**** Records for processing

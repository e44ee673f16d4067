pub mod progress_bar;
pub mod toast;
pub mod url_input;
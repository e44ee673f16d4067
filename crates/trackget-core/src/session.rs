//! Session — the lookup view state machine.
//!
//! A `Session` is a pure state object; the TUI owns it, feeds it events and
//! projects it to the screen each frame. Exactly one view is active at a
//! time, transitions are the only way to change it, and at most one lookup
//! is in flight (`processing` guard — a second submission is rejected, not
//! queued).

use tracing::{debug, warn};

use crate::api::{FetchError, TrackResult};

/// The four mutually exclusive views.
#[derive(Debug, Clone, Copy, PartialEq, Eq)]
pub enum View {
    Input,
    Loading,
    Result,
    Error,
}

impl View {
    pub fn name(&self) -> &'static str {
        match self {
            View::Input => "input",
            View::Loading => "loading",
            View::Result => "result",
            View::Error => "error",
        }
    }
}

/// Human-readable title/message pair shown in the error view.
#[derive(Debug, Clone, PartialEq, Eq)]
pub struct ErrorInfo {
    pub title: String,
    pub message: String,
}

/// Map a terminal fetch failure onto error-view copy by category.
pub fn categorize(err: &FetchError) -> ErrorInfo {
    match err {
        FetchError::Timeout => ErrorInfo {
            title: "Request Timeout".to_string(),
            message: "The request took too long. Check your connection and try again.".to_string(),
        },
        FetchError::Network(_) => ErrorInfo {
            title: "Network Error".to_string(),
            message: "Unable to reach the server. Check your connection.".to_string(),
        },
        FetchError::Http(code) => ErrorInfo {
            title: "Server Error".to_string(),
            message: format!("The server returned HTTP {}. Try again later.", code),
        },
        FetchError::Server(msg) => ErrorInfo {
            title: "Processing Error".to_string(),
            message: msg.clone(),
        },
    }
}

/// Decorative progress cap while the fetch is still unresolved.
const PROGRESS_CEILING: f64 = 90.0;
const PROGRESS_STEP: f64 = 0.5;
/// Bounded view trail (best-effort back-navigation record, not load-bearing).
const TRAIL_CAP: usize = 32;

pub struct Session {
    view: View,
    track: Option<TrackResult>,
    error: Option<ErrorInfo>,
    processing: bool,
    progress: f64,
    /// Last retry attempt reported by the fetch task (0 = first attempt).
    attempt: u32,
    trail: Vec<View>,
}

impl Session {
    pub fn new() -> Self {
        Self {
            view: View::Input,
            track: None,
            error: None,
            processing: false,
            progress: 0.0,
            attempt: 0,
            trail: vec![View::Input],
        }
    }

    pub fn view(&self) -> View {
        self.view
    }

    /// Non-null whenever the view is `Result`.
    pub fn track(&self) -> Option<&TrackResult> {
        self.track.as_ref()
    }

    /// Set whenever the view is `Error`.
    pub fn error(&self) -> Option<&ErrorInfo> {
        self.error.as_ref()
    }

    pub fn is_processing(&self) -> bool {
        self.processing
    }

    pub fn progress(&self) -> f64 {
        self.progress
    }

    pub fn attempt(&self) -> u32 {
        self.attempt
    }

    /// Views visited this session, oldest first, capped at `TRAIL_CAP`.
    pub fn trail(&self) -> &[View] {
        &self.trail
    }

    fn enter(&mut self, view: View) {
        if self.view == view {
            return;
        }
        debug!("view {} -> {}", self.view.name(), view.name());
        self.view = view;
        self.trail.push(view);
        if self.trail.len() > TRAIL_CAP {
            self.trail.remove(0);
        }
    }

    /// Start a lookup: `Input`/`Result`/`Error` → `Loading`.
    /// Rejected while another lookup is in flight; the view is unchanged.
    pub fn begin_lookup(&mut self) -> Result<(), String> {
        if self.processing {
            return Err("Already processing a track".to_string());
        }
        self.processing = true;
        self.progress = 0.0;
        self.attempt = 0;
        self.error = None;
        self.enter(View::Loading);
        Ok(())
    }

    /// Record a retry attempt for the loading view's subtitle.
    pub fn note_retry(&mut self, attempt: u32) {
        if self.view == View::Loading {
            self.attempt = attempt;
        }
    }

    /// Lookup resolved: `Loading` → `Result`. Stale completions (arriving
    /// after a reset) are dropped.
    pub fn complete(&mut self, track: TrackResult) {
        if self.view != View::Loading {
            warn!("dropping lookup result outside loading view");
            return;
        }
        self.progress = 100.0;
        self.processing = false;
        self.track = Some(track);
        self.enter(View::Result);
    }

    /// Lookup failed after the retry budget: `Loading` → `Error`.
    pub fn fail(&mut self, err: &FetchError) {
        if self.view != View::Loading {
            warn!("dropping lookup failure outside loading view");
            return;
        }
        self.processing = false;
        self.error = Some(categorize(err));
        self.enter(View::Error);
    }

    /// Discard any result and return to `Input`.
    pub fn reset(&mut self) {
        self.track = None;
        self.error = None;
        self.processing = false;
        self.progress = 0.0;
        self.attempt = 0;
        self.enter(View::Input);
    }

    /// Recovery from the error view: back to `Input`.
    pub fn retry(&mut self) {
        if self.view == View::Error {
            self.reset();
        }
    }

    /// Advance the decorative progress indicator (100 ms cadence). Capped at
    /// 90 % until the fetch actually resolves.
    pub fn tick_progress(&mut self) {
        if self.view == View::Loading && self.progress < PROGRESS_CEILING {
            self.progress += PROGRESS_STEP;
        }
    }
}

impl Default for Session {
    fn default() -> Self {
        Self::new()
    }
}

/// Format a duration in seconds as `m:ss`; `--:--` when absent or invalid.
pub fn format_duration(secs: Option<f64>) -> String {
    match secs {
        Some(s) if s.is_finite() && s >= 0.0 => {
            let total = s as u64;
            format!("{}:{:02}", total / 60, total % 60)
        }
        _ => "--:--".to_string(),
    }
}

#[cfg(test)]
mod tests {
    use super::*;

    fn track() -> TrackResult {
        TrackResult {
            title: "T".to_string(),
            artist: "A".to_string(),
            cover_url: None,
            duration_secs: Some(215.0),
            size_label: Some("4.9 MB".to_string()),
            download_url: "http://x/y.mp3".to_string(),
        }
    }

    #[test]
    fn test_happy_path_transitions() {
        let mut session = Session::new();
        assert_eq!(session.view(), View::Input);

        session.begin_lookup().unwrap();
        assert_eq!(session.view(), View::Loading);
        assert!(session.is_processing());

        session.complete(track());
        assert_eq!(session.view(), View::Result);
        assert!(!session.is_processing());
        assert_eq!(session.progress(), 100.0);
        // Result view always carries a track.
        assert_eq!(session.track().unwrap().title, "T");

        session.reset();
        assert_eq!(session.view(), View::Input);
        assert!(session.track().is_none());
        assert_eq!(session.progress(), 0.0);
    }

    #[test]
    fn test_failure_path_and_retry() {
        let mut session = Session::new();
        session.begin_lookup().unwrap();
        session.fail(&FetchError::Timeout);

        assert_eq!(session.view(), View::Error);
        // Error view always carries a message.
        let info = session.error().unwrap();
        assert_eq!(info.title, "Request Timeout");

        session.retry();
        assert_eq!(session.view(), View::Input);
        assert!(session.error().is_none());
    }

    #[test]
    fn test_second_submission_rejected_while_processing() {
        let mut session = Session::new();
        session.begin_lookup().unwrap();
        session.tick_progress();
        let progress = session.progress();

        assert!(session.begin_lookup().is_err());
        assert_eq!(session.view(), View::Loading);
        assert_eq!(session.progress(), progress);
    }

    #[test]
    fn test_progress_caps_at_ninety_until_resolution() {
        let mut session = Session::new();
        session.begin_lookup().unwrap();
        for _ in 0..500 {
            session.tick_progress();
        }
        assert_eq!(session.progress(), 90.0);

        session.complete(track());
        assert_eq!(session.progress(), 100.0);
    }

    #[test]
    fn test_stale_completion_dropped_after_reset() {
        let mut session = Session::new();
        session.begin_lookup().unwrap();
        session.reset();

        session.complete(track());
        assert_eq!(session.view(), View::Input);
        assert!(session.track().is_none());
    }

    #[test]
    fn test_retry_is_noop_outside_error_view() {
        let mut session = Session::new();
        session.begin_lookup().unwrap();
        session.retry();
        assert_eq!(session.view(), View::Loading);
        assert!(session.is_processing());
    }

    #[test]
    fn test_trail_records_transitions() {
        let mut session = Session::new();
        session.begin_lookup().unwrap();
        session.complete(track());
        session.reset();
        assert_eq!(
            session.trail(),
            &[View::Input, View::Loading, View::Result, View::Input]
        );
    }

    #[test]
    fn test_note_retry_only_while_loading() {
        let mut session = Session::new();
        session.note_retry(2);
        assert_eq!(session.attempt(), 0);

        session.begin_lookup().unwrap();
        session.note_retry(2);
        assert_eq!(session.attempt(), 2);
    }

    #[test]
    fn test_format_duration() {
        assert_eq!(format_duration(Some(215.0)), "3:35");
        assert_eq!(format_duration(Some(59.9)), "0:59");
        assert_eq!(format_duration(Some(-1.0)), "--:--");
        assert_eq!(format_duration(Some(f64::NAN)), "--:--");
        assert_eq!(format_duration(None), "--:--");
    }
}
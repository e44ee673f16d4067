//! Toast notification system — transient status messages.

use std::collections::VecDeque;
use std::time::{Duration, Instant};

use ratatui::{
    layout::Rect,
    style::{Modifier, Style},
    text::{Line, Span},
    widgets::{Clear, Paragraph},
    Frame,
};

use crate::theme::{C_TOAST_ERROR, C_TOAST_INFO, C_TOAST_SUCCESS, C_TOAST_WARNING};

#[derive(Debug, Clone, Copy, PartialEq)]
pub enum Severity {
    Info,
    Success,
    Warning,
    Error,
}

struct Toast {
    message: String,
    severity: Severity,
    expires: Instant,
}

pub struct ToastManager {
    toasts: VecDeque<Toast>,
    max_visible: usize,
}

impl ToastManager {
    pub fn new() -> Self {
        Self {
            toasts: VecDeque::new(),
            max_visible: 4,
        }
    }

    pub fn push(&mut self, message: impl Into<String>, severity: Severity, duration: Duration) {
        // Remove duplicates (same message)
        let msg = message.into();
        self.toasts.retain(|t| t.message != msg);
        self.toasts.push_back(Toast {
            message: msg,
            severity,
            expires: Instant::now() + duration,
        });
        // Cap queue
        while self.toasts.len() > self.max_visible * 2 {
            self.toasts.pop_front();
        }
    }

    pub fn info(&mut self, message: impl Into<String>) {
        self.push(message, Severity::Info, Duration::from_secs(3));
    }

    pub fn success(&mut self, message: impl Into<String>) {
        self.push(message, Severity::Success, Duration::from_secs(3));
    }

    pub fn warning(&mut self, message: impl Into<String>) {
        self.push(message, Severity::Warning, Duration::from_secs(4));
    }

    pub fn error(&mut self, message: impl Into<String>) {
        self.push(message, Severity::Error, Duration::from_secs(5));
    }

    /// Remove expired toasts. Call each tick.
    pub fn tick(&mut self) {
        let now = Instant::now();
        self.toasts.retain(|t| t.expires > now);
    }

    pub fn is_empty(&self) -> bool {
        self.toasts.is_empty()
    }

    /// Render toasts in the top-right corner of `area`.
    pub fn draw(&self, frame: &mut Frame, area: Rect) {
        if self.is_empty() {
            return;
        }
        let max_width = (area.width / 2).clamp(30, 60);

        let mut y = area.y + 1;
        let visible: Vec<&Toast> = self.toasts.iter().rev().take(self.max_visible).collect();

        for toast in visible {
            let msg_len = toast.message.chars().count() as u16;
            let w = (msg_len + 4).min(max_width);
            let x = area.x + area.width.saturating_sub(w + 1);

            let color = match toast.severity {
                Severity::Info => C_TOAST_INFO,
                Severity::Success => C_TOAST_SUCCESS,
                Severity::Warning => C_TOAST_WARNING,
                Severity::Error => C_TOAST_ERROR,
            };

            let icon = match toast.severity {
                Severity::Info => "·",
                Severity::Success => "✓",
                Severity::Warning => "!",
                Severity::Error => "✗",
            };

            let toast_area = Rect {
                x,
                y,
                width: w,
                height: 1,
            };
            frame.render_widget(Clear, toast_area);
            let paragraph = Paragraph::new(Line::from(vec![Span::styled(
                format!(" {} {} ", icon, &toast.message),
                Style::default().fg(color).add_modifier(Modifier::BOLD),
            )]));
            frame.render_widget(paragraph, toast_area);

            y += 1;
            if y >= area.y + area.height {
                break;
            }
        }
    }
}

impl Default for ToastManager {
    fn default() -> Self {
        Self::new()
    }
}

********

Could you set down, word for word, only the lines above from the line with "self.push(message, Severity::Info, Duration::from_secs(3));" to the line with "pub fn warning(&mut", including both?

        self.push(message, Severity::Info, Duration::from_secs(3));
    }

    pub fn success(&mut self, message: impl Into<String>) {
        self.push(message, Severity::Success, Duration::from_secs(3));
    }

    pub fn warning(&mut self, message: impl Into<String>) {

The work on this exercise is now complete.